*** Opening of INFORMATION GIVEN ***
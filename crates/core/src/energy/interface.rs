//! I/O interface energy.
//!
//! Two contributions per RD/WR burst, both drawn from VDDQ:
//! 1. **Termination:** `V_term² / R_term × duty × t_burst`, the static ODT current while the bus is driven.
//! 2. **Switching:** `C_DQ × VDDQ² × f × α × N_DQ × t_burst`, with `f` the transfer rate
//!    and `t_burst = BL / f`, so the energy reduces to `C × VDDQ² × α × N_DQ × BL`.

use crate::config::InterfaceConfig;
use crate::spec::MemorySpec;
use crate::trace::{CommandKind, ToggleRates, WorkloadMetadata};

/// Interface energy model of one device and workload.
#[derive(Debug, Clone, Copy)]
pub struct InterfaceModel {
    vddq: f64,
    termination_voltage: f64,
    odt_resistance_ohm: f64,
    dq_capacitance_pf: f64,
    dq_pins: usize,
    data_rate_mts: u32,
    toggle: ToggleRates,
}

impl InterfaceModel {
    /// Builds the model.
    ///
    /// # Arguments
    ///
    /// * `spec` - Device specification (VDDQ, data width).
    /// * `metadata` - Workload data rate and toggle statistics.
    /// * `config` - Termination and capacitance parameters.
    pub fn new(spec: &MemorySpec, metadata: &WorkloadMetadata, config: &InterfaceConfig) -> Self {
        let vddq = spec.power.vddq;
        Self {
            vddq,
            termination_voltage: config.termination_voltage.unwrap_or(vddq / 2.0),
            odt_resistance_ohm: config.odt_resistance_ohm,
            dq_capacitance_pf: config.dq_capacitance_pf,
            dq_pins: spec.architecture.width,
            data_rate_mts: metadata.data_rate,
            toggle: metadata.toggle_rates,
        }
    }

    /// Termination energy in nJ for a burst occupying `duration_ns`.
    ///
    /// Zero for commands that move no data.
    pub fn termination_energy(&self, kind: CommandKind, duration_ns: f64) -> f64 {
        let duty = match kind {
            CommandKind::Rd => self.toggle.read_duty_cycle,
            CommandKind::Wr => self.toggle.write_duty_cycle,
            _ => return 0.0,
        };
        if self.odt_resistance_ohm <= 0.0 {
            return 0.0;
        }
        // V² / Ω = W; W × ns = nJ.
        let power_w = self.termination_voltage * self.termination_voltage / self.odt_resistance_ohm;
        power_w * duty.clamp(0.0, 1.0) * duration_ns
    }

    /// DQ switching energy in nJ for a burst of `burst_length` beats.
    ///
    /// Zero for commands that move no data, or a zero data rate.
    pub fn dynamic_energy(&self, kind: CommandKind, burst_length: u32) -> f64 {
        let alpha = match kind {
            CommandKind::Rd => self.toggle.read,
            CommandKind::Wr => self.toggle.write,
            _ => return 0.0,
        };
        if self.data_rate_mts == 0 {
            return 0.0;
        }
        let transfers_per_ns = f64::from(self.data_rate_mts) / 1000.0;
        let burst_ns = f64::from(burst_length) / transfers_per_ns;
        // pF × V² × GHz = mW; mW × ns = pJ.
        let power_mw = self.dq_capacitance_pf
            * self.vddq
            * self.vddq
            * transfers_per_ns
            * alpha.clamp(0.0, 1.0)
            * self.dq_pins as f64;
        power_mw * burst_ns / 1000.0
    }
}
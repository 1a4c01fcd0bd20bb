//! # Trace Tests
//!
//! Command mnemonics and workload-to-event conversion.

use ddrpower_core::trace::{TimeUnit, Workload};
use ddrpower_core::{CommandKind, SimError};
use rstest::rstest;

use crate::common::harness::ddr5_timing;

#[rstest]
#[case("ACT", CommandKind::Act)]
#[case("rd", CommandKind::Rd)]
#[case(" WR ", CommandKind::Wr)]
#[case("PRE", CommandKind::Pre)]
#[case("PREA", CommandKind::PreA)]
#[case("REF", CommandKind::Ref)]
#[case("REFab", CommandKind::Ref)]
#[case("REFpb", CommandKind::RefPb)]
#[case("PDN", CommandKind::PowerDownEntry)]
#[case("PUP", CommandKind::PowerDownExit)]
#[case("SR", CommandKind::SelfRefreshEntry)]
#[case("SRX", CommandKind::SelfRefreshExit)]
#[case("END", CommandKind::End)]
#[case("END_OF_SIMULATION", CommandKind::End)]
fn test_parse_mnemonic(#[case] text: &str, #[case] kind: CommandKind) {
    assert_eq!(text.parse::<CommandKind>().unwrap(), kind);
}

#[test]
fn test_mnemonic_round_trip() {
    for kind in CommandKind::ALL {
        assert_eq!(kind.mnemonic().parse::<CommandKind>().unwrap(), kind);
    }
}

#[test]
fn test_unknown_mnemonic() {
    match "NOP".parse::<CommandKind>() {
        Err(SimError::UnknownCommand(name)) => assert_eq!(name, "NOP"),
        other => panic!("expected UnknownCommand, got {other:?}"),
    }
}

#[test]
fn test_command_scope() {
    assert!(CommandKind::Act.is_bank_command());
    assert!(CommandKind::RefPb.is_bank_command());
    assert!(!CommandKind::Ref.is_bank_command());
    assert!(!CommandKind::PreA.is_bank_command());
    assert!(CommandKind::Wr.is_column_access());
    assert!(!CommandKind::Act.is_column_access());
}

#[test]
fn test_serializes_as_mnemonic() {
    assert_eq!(serde_json::to_string(&CommandKind::PreA).unwrap(), "\"PREA\"");
}

fn workload(json: &str) -> Workload {
    serde_json::from_str(json).unwrap()
}

#[test]
fn test_cycles_scaled_by_tck() {
    let w = workload(
        r#"{ "commands": [
            { "timestamp": 0, "command": "ACT", "bank": 1, "row": 3 },
            { "timestamp": 64, "command": "RD", "bank": 1, "column": 8, "burstLength": 32 }
        ] }"#,
    );
    assert_eq!(w.metadata.time_unit, TimeUnit::Cycles);
    let events = w.to_events(&ddr5_timing()).unwrap();
    assert_eq!(events.len(), 2);
    assert_eq!(events[1].time_ns, 20.0);
    assert_eq!(events[1].bank, 1);
    assert_eq!(events[1].column, Some(8));
    assert_eq!(events[1].burst_length, Some(32));
    assert_eq!(events[0].row, Some(3));
    assert_eq!(events[0].rank, 0);
}

#[test]
fn test_nanosecond_timestamps_kept() {
    let w = workload(
        r#"{ "metadata": { "timeUnit": "ns", "dataRate": 4800, "temperature": 85 },
             "commands": [ { "timestamp": 12.5, "command": "REF", "rank": 1 } ] }"#,
    );
    let events = w.to_events(&ddr5_timing()).unwrap();
    assert_eq!(events[0].time_ns, 12.5);
    assert_eq!(events[0].rank, 1);
    assert_eq!(events[0].bank, 0);
    assert_eq!(w.metadata.data_rate, 4800);
    assert_eq!(w.metadata.temperature, 85.0);
}

#[test]
fn test_bank_command_without_bank() {
    let w = workload(r#"{ "commands": [ { "timestamp": 0, "command": "PRE" } ] }"#);
    match w.to_events(&ddr5_timing()) {
        Err(SimError::MissingField { index, command, field }) => {
            assert_eq!(index, 0);
            assert_eq!(command, CommandKind::Pre);
            assert_eq!(field, "bank");
        }
        other => panic!("expected MissingField, got {other:?}"),
    }
}

#[test]
fn test_activate_without_row() {
    let w = workload(
        r#"{ "commands": [
            { "timestamp": 0, "command": "REF" },
            { "timestamp": 1, "command": "ACT", "bank": 0 }
        ] }"#,
    );
    assert!(matches!(
        w.to_events(&ddr5_timing()),
        Err(SimError::MissingField { index: 1, field: "row", .. })
    ));
}

#[test]
fn test_zero_burst_length_rejected() {
    let w = workload(
        r#"{ "commands": [
            { "timestamp": 0, "command": "ACT", "bank": 0, "row": 1 },
            { "timestamp": 50, "command": "RD", "bank": 0, "burstLength": 0 }
        ] }"#,
    );
    assert!(matches!(
        w.to_events(&ddr5_timing()),
        Err(SimError::ZeroBurstLength {
            index: 1,
            command: CommandKind::Rd
        })
    ));
}

#[test]
fn test_unknown_command_in_workload() {
    let w = workload(r#"{ "commands": [ { "timestamp": 0, "command": "MRS" } ] }"#);
    assert!(matches!(w.to_events(&ddr5_timing()), Err(SimError::UnknownCommand(_))));
}

#[test]
fn test_toggle_defaults() {
    let w = workload(r#"{ "metadata": { "toggleRates": { "read": 0.25 } } }"#);
    assert_eq!(w.metadata.toggle_rates.read, 0.25);
    assert_eq!(w.metadata.toggle_rates.write, 0.5);
    assert_eq!(w.metadata.toggle_rates.read_duty_cycle, 0.5);
    assert!(w.commands.is_empty());
}
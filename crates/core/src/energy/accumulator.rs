//! Energy accumulation.
//!
//! The accumulator is the only writer of energy totals. Every credit is
//! validated, added to its category and, when enabled, recorded in the
//! energy log and forwarded to an [`EnergyObserver`]. Totals never decrease.

use serde::Serialize;

use crate::common::error::ContractViolation;
use crate::dram::state::{BankPhase, ClosedDwell};
use crate::energy::EnergyCategory;
use crate::energy::command::CoreEnergyModel;
use crate::trace::CommandKind;

/// Per-category energy totals in nJ.
#[derive(Debug, Clone, Copy, PartialEq, Default, Serialize)]
pub struct EnergyTotals {
    /// Row activation.
    pub act: f64,
    /// Read bursts.
    pub rd: f64,
    /// Write bursts.
    pub wr: f64,
    /// Precharge.
    pub pre: f64,
    /// Refresh.
    pub refresh: f64,
    /// Active standby background.
    pub background_active: f64,
    /// Precharged standby background.
    pub background_precharge: f64,
    /// Power-down background.
    pub power_down: f64,
    /// Self-refresh background.
    pub self_refresh: f64,
    /// On-die termination.
    pub termination: f64,
    /// DQ switching.
    pub dynamic_io: f64,
}

impl EnergyTotals {
    /// Total of one category.
    pub const fn get(&self, category: EnergyCategory) -> f64 {
        match category {
            EnergyCategory::Act => self.act,
            EnergyCategory::Rd => self.rd,
            EnergyCategory::Wr => self.wr,
            EnergyCategory::Pre => self.pre,
            EnergyCategory::Refresh => self.refresh,
            EnergyCategory::BackgroundActive => self.background_active,
            EnergyCategory::BackgroundPrecharge => self.background_precharge,
            EnergyCategory::PowerDown => self.power_down,
            EnergyCategory::SelfRefresh => self.self_refresh,
            EnergyCategory::Termination => self.termination,
            EnergyCategory::DynamicIo => self.dynamic_io,
        }
    }

    fn slot(&mut self, category: EnergyCategory) -> &mut f64 {
        match category {
            EnergyCategory::Act => &mut self.act,
            EnergyCategory::Rd => &mut self.rd,
            EnergyCategory::Wr => &mut self.wr,
            EnergyCategory::Pre => &mut self.pre,
            EnergyCategory::Refresh => &mut self.refresh,
            EnergyCategory::BackgroundActive => &mut self.background_active,
            EnergyCategory::BackgroundPrecharge => &mut self.background_precharge,
            EnergyCategory::PowerDown => &mut self.power_down,
            EnergyCategory::SelfRefresh => &mut self.self_refresh,
            EnergyCategory::Termination => &mut self.termination,
            EnergyCategory::DynamicIo => &mut self.dynamic_io,
        }
    }

    /// Background (dwell) energy.
    pub fn background(&self) -> f64 {
        self.background_active + self.background_precharge + self.power_down + self.self_refresh
    }

    /// Core (VDD) energy: commands plus background.
    pub fn core(&self) -> f64 {
        EnergyCategory::ALL
            .iter()
            .filter(|c| !c.is_interface())
            .map(|&c| self.get(c))
            .sum()
    }

    /// Interface (VDDQ) energy.
    pub fn interface(&self) -> f64 {
        self.termination + self.dynamic_io
    }

    /// Core plus interface energy.
    pub fn total(&self) -> f64 {
        self.core() + self.interface()
    }
}

/// What produced an energy credit.
#[derive(Debug, Clone, Copy, PartialEq, Eq, Serialize)]
#[serde(rename_all = "snake_case")]
pub enum EnergySource {
    /// A command's own energy.
    Command(CommandKind),
    /// Background energy of a bank phase.
    Dwell(BankPhase),
}

/// One energy credit.
#[derive(Debug, Clone, Copy, PartialEq, Serialize)]
pub struct EnergyLogEntry {
    /// Time the credit applies to (command issue or dwell start).
    pub time_ns: f64,
    /// Rank charged.
    pub rank: usize,
    /// Bank charged; `None` for rank-wide credits.
    pub bank: Option<usize>,
    /// Category credited.
    pub category: EnergyCategory,
    /// Producer of the credit.
    pub source: EnergySource,
    /// Interval the energy covers.
    pub duration_ns: f64,
    /// Energy in nJ.
    pub energy_nj: f64,
}

/// Receives every non-zero energy credit as it is booked.
pub trait EnergyObserver {
    /// Called once per credit, in booking order.
    fn on_energy(&mut self, entry: &EnergyLogEntry);
}

/// Built-in observer that keeps every credit.
#[derive(Debug, Clone, Default)]
pub struct EnergyLog {
    entries: Vec<EnergyLogEntry>,
}

impl EnergyLog {
    /// Recorded credits.
    pub fn entries(&self) -> &[EnergyLogEntry] {
        &self.entries
    }

    /// Consumes the log.
    pub fn into_entries(self) -> Vec<EnergyLogEntry> {
        self.entries
    }

    /// Sum of all recorded credits.
    pub fn total(&self) -> f64 {
        self.entries.iter().map(|e| e.energy_nj).sum()
    }
}

impl EnergyObserver for EnergyLog {
    fn on_energy(&mut self, entry: &EnergyLogEntry) {
        self.entries.push(*entry);
    }
}

/// Running energy totals of a replay.
pub struct EnergyAccumulator {
    totals: EnergyTotals,
    log: Option<EnergyLog>,
    observer: Option<Box<dyn EnergyObserver>>,
}

impl std::fmt::Debug for EnergyAccumulator {
    fn fmt(&self, f: &mut std::fmt::Formatter<'_>) -> std::fmt::Result {
        f.debug_struct("EnergyAccumulator")
            .field("totals", &self.totals)
            .field("log", &self.log.as_ref().map(|log| log.entries.len()))
            .field("observer", &self.observer.is_some())
            .finish()
    }
}

impl Default for EnergyAccumulator {
    fn default() -> Self {
        Self::new(false)
    }
}

impl EnergyAccumulator {
    /// Creates an empty accumulator, optionally keeping an energy log.
    pub fn new(record_log: bool) -> Self {
        Self {
            totals: EnergyTotals::default(),
            log: record_log.then(EnergyLog::default),
            observer: None,
        }
    }

    /// Attaches an external observer.
    #[must_use]
    pub fn with_observer(mut self, observer: Box<dyn EnergyObserver>) -> Self {
        self.observer = Some(observer);
        self
    }

    /// Current totals.
    pub const fn totals(&self) -> &EnergyTotals {
        &self.totals
    }

    /// Recorded energy log, if enabled.
    pub const fn log(&self) -> Option<&EnergyLog> {
        self.log.as_ref()
    }

    /// Splits into totals and the energy log.
    pub fn into_parts(self) -> (EnergyTotals, Option<EnergyLog>) {
        (self.totals, self.log)
    }

    /// Books one credit.
    ///
    /// # Returns
    ///
    /// The energy added, or a [`ContractViolation`] if the duration is
    /// negative or the energy is negative or non-finite. Rejected credits
    /// leave the totals untouched.
    pub fn credit(&mut self, entry: EnergyLogEntry) -> Result<f64, ContractViolation> {
        let category = entry.category;
        if entry.duration_ns < 0.0 {
            return Err(ContractViolation::NegativeDuration {
                category,
                duration_ns: entry.duration_ns,
            });
        }
        if !entry.energy_nj.is_finite() || !entry.duration_ns.is_finite() {
            return Err(ContractViolation::NonFinite { category });
        }
        if entry.energy_nj < 0.0 {
            return Err(ContractViolation::NegativeEnergy {
                category,
                energy_nj: entry.energy_nj,
            });
        }
        if entry.energy_nj == 0.0 {
            return Ok(0.0);
        }

        *self.totals.slot(category) += entry.energy_nj;
        if let Some(log) = &mut self.log {
            log.on_energy(&entry);
        }
        if let Some(observer) = &mut self.observer {
            observer.on_energy(&entry);
        }
        Ok(entry.energy_nj)
    }

    /// Books the command energy of `kind` issued at `time_ns`.
    ///
    /// # Arguments
    ///
    /// * `model` - Core energy model of the device.
    /// * `kind` - Command being charged.
    /// * `duration_ns` - Occupancy of the command (see [`CoreEnergyModel::command_duration`]).
    /// * `time_ns` - Issue time.
    /// * `rank` - Rank charged.
    /// * `bank` - Bank charged, `None` for rank-wide commands.
    ///
    /// # Returns
    ///
    /// The energy delta; zero for commands without command energy.
    pub fn apply_command_energy(
        &mut self,
        model: &CoreEnergyModel,
        kind: CommandKind,
        duration_ns: f64,
        time_ns: f64,
        rank: usize,
        bank: Option<usize>,
    ) -> Result<f64, ContractViolation> {
        let Some((category, energy_nj)) = model.command_energy(kind, duration_ns) else {
            return Ok(0.0);
        };
        self.credit(EnergyLogEntry {
            time_ns,
            rank,
            bank,
            category,
            source: EnergySource::Command(kind),
            duration_ns,
            energy_nj,
        })
    }

    /// Books the background energy of a closed dwell interval.
    ///
    /// Refreshing intervals add nothing: refresh energy covers them.
    pub fn apply_dwell(
        &mut self,
        model: &CoreEnergyModel,
        rank: usize,
        dwell: &ClosedDwell,
    ) -> Result<f64, ContractViolation> {
        let duration_ns = dwell.duration_ns();
        if dwell.phase == BankPhase::Refreshing && duration_ns >= 0.0 {
            return Ok(0.0);
        }
        self.credit(EnergyLogEntry {
            time_ns: dwell.start_ns,
            rank,
            bank: Some(dwell.bank),
            category: dwell.phase.dwell_category(),
            source: EnergySource::Dwell(dwell.phase),
            duration_ns,
            energy_nj: model.dwell_energy(dwell.phase, duration_ns),
        })
    }
}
*** Close of INFORMATION GIVEN ***
TASK – Note each line of the material holding "that" and copy it out.

REPLY –
    /// Zero for commands that move no data.
    /// Zero for commands that move no data, or a zero data rate.
/// Built-in observer that keeps every credit.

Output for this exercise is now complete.